> _WHAT THIS TASK INVOLVES_
Reproduce the following material exactly, including every line.

> _INPUT_
=== Section Start ===

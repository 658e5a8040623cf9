//! Answer grading across question types.
//!
//! MCQ and True/False answers are compared locally; Text and
//! Fill_in_the_blanks answers are scored by the model.

use std::collections::HashMap;
use std::sync::Arc;

use chapterquiz_shared::{
    AnswerValue, Chapter, GenerationModel, GradedAnswer, QuestionType, QuizError, Result,
    UserAnswer,
};
use serde_json::Value;
use tracing::{debug, instrument, warn};

use crate::prompts::{grading_prompt, json_object_slice};

/// Score awarded for a correct deterministic answer.
pub const FULL_SCORE: u8 = 10;

/// Grading-time view of one stored question.
#[derive(Debug, Clone, PartialEq)]
pub struct CanonicalQuestion {
    pub question: String,
    pub question_type: QuestionType,
    pub chapter_name: String,
    pub chapter_id: u32,
    pub options: Vec<String>,
    pub answer: AnswerValue,
    /// 0-based index of the correct MCQ option, when one matches.
    pub mcq_index: Option<usize>,
}

impl CanonicalQuestion {
    /// The correct answer as reported back to the caller.
    fn correct_answer(&self) -> Value {
        match self.question_type {
            QuestionType::Mcq => self.mcq_index.map(Value::from).unwrap_or(Value::Null),
            _ => serde_json::to_value(&self.answer).unwrap_or(Value::Null),
        }
    }
}

/// Map every stored question id to its canonical form.
pub fn build_question_map(chapters: &[Chapter]) -> HashMap<String, CanonicalQuestion> {
    let mut map = HashMap::new();
    for chapter in chapters {
        for q in &chapter.questions_answers {
            let Some(id) = q.question_id else {
                warn!(chapter = %chapter.chapter_name, "stored question has no id, skipping");
                continue;
            };
            let mcq_index = match q.question_type {
                QuestionType::Mcq => mcq_canonical_index(&q.options, &q.answer),
                _ => None,
            };
            map.insert(
                id.to_string(),
                CanonicalQuestion {
                    question: q.question.clone(),
                    question_type: q.question_type,
                    chapter_name: chapter.chapter_name.clone(),
                    chapter_id: chapter.chapter_number,
                    options: q.options.clone(),
                    answer: q.answer.clone(),
                    mcq_index,
                },
            );
        }
    }
    map
}

/// 0-based position of the correct MCQ option.
///
/// Text answers are matched case-insensitively after trimming; an integer
/// answer is taken as an index when in range.
pub fn mcq_canonical_index(options: &[String], answer: &AnswerValue) -> Option<usize> {
    match answer {
        AnswerValue::Text(text) => {
            let wanted = text.trim().to_lowercase();
            options
                .iter()
                .position(|opt| opt.trim().to_lowercase() == wanted)
        }
        AnswerValue::Index(i) => usize::try_from(*i).ok().filter(|i| *i < options.len()),
        AnswerValue::Flag(_) => None,
    }
}

/// Compare a user's option index with the canonical one.
pub fn grade_mcq(user_answer: &str, canonical: Option<usize>) -> bool {
    match (user_answer.trim().parse::<usize>(), canonical) {
        (Ok(given), Some(expected)) => given == expected,
        _ => false,
    }
}

/// Compare a user's true/false answer with the canonical one.
pub fn grade_true_false(user_answer: &str, canonical: &AnswerValue) -> bool {
    user_answer.trim().to_lowercase() == canonical.normalized()
}

/// Read `{score, is_correct}` from a grading reply. Anything unreadable is `(0, false)`.
pub fn parse_grading_reply(reply: &str) -> (u8, bool) {
    let parsed = json_object_slice(reply).and_then(|s| serde_json::from_str::<Value>(s).ok());
    let Some(Value::Object(obj)) = parsed else {
        return (0, false);
    };

    let score = match obj.get("score") {
        Some(Value::Number(n)) => n.as_f64(),
        Some(Value::String(s)) => s.trim().parse::<f64>().ok(),
        _ => None,
    };
    let is_correct = match obj.get("is_correct") {
        Some(Value::Bool(b)) => Some(*b),
        Some(Value::String(s)) => match s.trim().to_ascii_lowercase().as_str() {
            "true" | "yes" | "correct" => Some(true),
            "false" | "no" | "incorrect" => Some(false),
            _ => None,
        },
        _ => None,
    };

    match (score, is_correct) {
        (Some(score), Some(is_correct)) if score.is_finite() => {
            (score.round().clamp(0.0, f64::from(FULL_SCORE)) as u8, is_correct)
        }
        _ => (0, false),
    }
}

/// Grades a batch of answers against stored chapters.
pub struct AnswerValidator {
    model: Arc<dyn GenerationModel>,
}

impl AnswerValidator {
    pub fn new(model: Arc<dyn GenerationModel>) -> Self {
        Self { model }
    }

    /// Grade `answers` in order.
    ///
    /// Every question id is resolved before any grading happens; an unknown
    /// id fails the whole batch. A failed model call fails the batch; an
    /// unreadable grading reply scores 0.
    #[instrument(skip_all, fields(answers = answers.len()))]
    pub async fn validate(
        &self,
        chapters: &[Chapter],
        answers: &[UserAnswer],
    ) -> Result<Vec<GradedAnswer>> {
        let map = build_question_map(chapters);

        let resolved = answers
            .iter()
            .map(|answer| {
                let id = answer.question_id.trim();
                map.get(id)
                    .map(|q| (answer, q))
                    .ok_or_else(|| QuizError::validation(format!("Invalid question_id: {id}")))
            })
            .collect::<Result<Vec<_>>>()?;

        let mut graded = Vec::with_capacity(resolved.len());
        for (answer, q) in resolved {
            let (score, is_correct) = if q.question_type.is_deterministic() {
                score_local(grade_locally(q, &answer.user_answer))
            } else {
                let prompt =
                    grading_prompt(&q.question, &answer.user_answer, &q.answer.to_string());
                let reply = self.model.complete(&prompt).await?;
                parse_grading_reply(&reply)
            };
            debug!(question_id = %answer.question_id, score, is_correct, "graded answer");

            graded.push(GradedAnswer {
                question_id: answer.question_id.trim().to_string(),
                question: q.question.clone(),
                question_type: q.question_type,
                chapter_name: q.chapter_name.clone(),
                chapter_id: q.chapter_id,
                correct_answer: q.correct_answer(),
                user_answer: answer.user_answer.clone(),
                options: if q.question_type == QuestionType::Mcq {
                    q.options.clone()
                } else {
                    Vec::new()
                },
                score,
                is_correct,
            });
        }
        Ok(graded)
    }
}

/// Grade an MCQ or True/False answer without the model.
fn grade_locally(q: &CanonicalQuestion, user_answer: &str) -> bool {
    match q.question_type {
        QuestionType::Mcq => grade_mcq(user_answer, q.mcq_index),
        _ => grade_true_false(user_answer, &q.answer),
    }
}

fn score_local(correct: bool) -> (u8, bool) {
    if correct { (FULL_SCORE, true) } else { (0, false) }
}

=== Section End ===

> _EXERCISE SOLUTION_
repository 658e5a8040623cf9
//! Answer grading across question types.
//!
//! MCQ and True/False answers are compared locally; Text and
//! Fill_in_the_blanks answers are scored by the model.

use std::collections::HashMap;
use std::sync::Arc;

use chapterquiz_shared::{
    AnswerValue, Chapter, GenerationModel, GradedAnswer, QuestionType, QuizError, Result,
    UserAnswer,
};
use serde_json::Value;
use tracing::{debug, instrument, warn};

use crate::prompts::{grading_prompt, json_object_slice};

/// Score awarded for a correct deterministic answer.
pub const FULL_SCORE: u8 = 10;

/// Grading-time view of one stored question.
#[derive(Debug, Clone, PartialEq)]
pub struct CanonicalQuestion {
    pub question: String,
    pub question_type: QuestionType,
    pub chapter_name: String,
    pub chapter_id: u32,
    pub options: Vec<String>,
    pub answer: AnswerValue,
    /// 0-based index of the correct MCQ option, when one matches.
    pub mcq_index: Option<usize>,
}

impl CanonicalQuestion {
    /// The correct answer as reported back to the caller.
    fn correct_answer(&self) -> Value {
        match self.question_type {
            QuestionType::Mcq => self.mcq_index.map(Value::from).unwrap_or(Value::Null),
            _ => serde_json::to_value(&self.answer).unwrap_or(Value::Null),
        }
    }
}

/// Map every stored question id to its canonical form.
pub fn build_question_map(chapters: &[Chapter]) -> HashMap<String, CanonicalQuestion> {
    let mut map = HashMap::new();
    for chapter in chapters {
        for q in &chapter.questions_answers {
            let Some(id) = q.question_id else {
                warn!(chapter = %chapter.chapter_name, "stored question has no id, skipping");
                continue;
            };
            let mcq_index = match q.question_type {
                QuestionType::Mcq => mcq_canonical_index(&q.options, &q.answer),
                _ => None,
            };
            map.insert(
                id.to_string(),
                CanonicalQuestion {
                    question: q.question.clone(),
                    question_type: q.question_type,
                    chapter_name: chapter.chapter_name.clone(),
                    chapter_id: chapter.chapter_number,
                    options: q.options.clone(),
                    answer: q.answer.clone(),
                    mcq_index,
                },
            );
        }
    }
    map
}

/// 0-based position of the correct MCQ option.
///
/// Text answers are matched case-insensitively after trimming; an integer
/// answer is taken as an index when in range.
pub fn mcq_canonical_index(options: &[String], answer: &AnswerValue) -> Option<usize> {
    match answer {
        AnswerValue::Text(text) => {
            let wanted = text.trim().to_lowercase();
            options
                .iter()
                .position(|opt| opt.trim().to_lowercase() == wanted)
        }
        AnswerValue::Index(i) => usize::try_from(*i).ok().filter(|i| *i < options.len()),
        AnswerValue::Flag(_) => None,
    }
}

/// Compare a user's option index with the canonical one.
pub fn grade_mcq(user_answer: &str, canonical: Option<usize>) -> bool {
    match (user_answer.trim().parse::<usize>(), canonical) {
        (Ok(given), Some(expected)) => given == expected,
        _ => false,
    }
}

/// Compare a user's true/false answer with the canonical one.
pub fn grade_true_false(user_answer: &str, canonical: &AnswerValue) -> bool {
    user_answer.trim().to_lowercase() == canonical.normalized()
}

/// Read `{score, is_correct}` from a grading reply. Anything unreadable is `(0, false)`.
pub fn parse_grading_reply(reply: &str) -> (u8, bool) {
    let parsed = json_object_slice(reply).and_then(|s| serde_json::from_str::<Value>(s).ok());
    let Some(Value::Object(obj)) = parsed else {
        return (0, false);
    };

    let score = match obj.get("score") {
        Some(Value::Number(n)) => n.as_f64(),
        Some(Value::String(s)) => s.trim().parse::<f64>().ok(),
        _ => None,
    };
    let is_correct = match obj.get("is_correct") {
        Some(Value::Bool(b)) => Some(*b),
        Some(Value::String(s)) => match s.trim().to_ascii_lowercase().as_str() {
            "true" | "yes" | "correct" => Some(true),
            "false" | "no" | "incorrect" => Some(false),
            _ => None,
        },
        _ => None,
    };

    match (score, is_correct) {
        (Some(score), Some(is_correct)) if score.is_finite() => {
            (score.round().clamp(0.0, f64::from(FULL_SCORE)) as u8, is_correct)
        }
        _ => (0, false),
    }
}

/// Grades a batch of answers against stored chapters.
pub struct AnswerValidator {
    model: Arc<dyn GenerationModel>,
}

impl AnswerValidator {
    pub fn new(model: Arc<dyn GenerationModel>) -> Self {
        Self { model }
    }

    /// Grade `answers` in order.
    ///
    /// Every question id is resolved before any grading happens; an unknown
    /// id fails the whole batch. A failed model call fails the batch; an
    /// unreadable grading reply scores 0.
    #[instrument(skip_all, fields(answers = answers.len()))]
    pub async fn validate(
        &self,
        chapters: &[Chapter],
        answers: &[UserAnswer],
    ) -> Result<Vec<GradedAnswer>> {
        let map = build_question_map(chapters);

        let resolved = answers
            .iter()
            .map(|answer| {
                let id = answer.question_id.trim();
                map.get(id)
                    .map(|q| (answer, q))
                    .ok_or_else(|| QuizError::validation(format!("Invalid question_id: {id}")))
            })
            .collect::<Result<Vec<_>>>()?;

        let mut graded = Vec::with_capacity(resolved.len());
        for (answer, q) in resolved {
            let (score, is_correct) = if q.question_type.is_deterministic() {
                score_local(grade_locally(q, &answer.user_answer))
            } else {
                let prompt =
                    grading_prompt(&q.question, &answer.user_answer, &q.answer.to_string());
                let reply = self.model.complete(&prompt).await?;
                parse_grading_reply(&reply)
            };
            debug!(question_id = %answer.question_id, score, is_correct, "graded answer");

            graded.push(GradedAnswer {
                question_id: answer.question_id.trim().to_string(),
                question: q.question.clone(),
                question_type: q.question_type,
                chapter_name: q.chapter_name.clone(),
                chapter_id: q.chapter_id,
                correct_answer: q.correct_answer(),
                user_answer: answer.user_answer.clone(),
                options: if q.question_type == QuestionType::Mcq {
                    q.options.clone()
                } else {
                    Vec::new()
                },
                score,
                is_correct,
            });
        }
        Ok(graded)
    }
}

/// Grade an MCQ or True/False answer without the model.
fn grade_locally(q: &CanonicalQuestion, user_answer: &str) -> bool {
    match q.question_type {
        QuestionType::Mcq => grade_mcq(user_answer, q.mcq_index),
        _ => grade_true_false(user_answer, &q.answer),
    }
}

fn score_local(correct: bool) -> (u8, bool) {
    if correct { (FULL_SCORE, true) } else { (0, false) }
}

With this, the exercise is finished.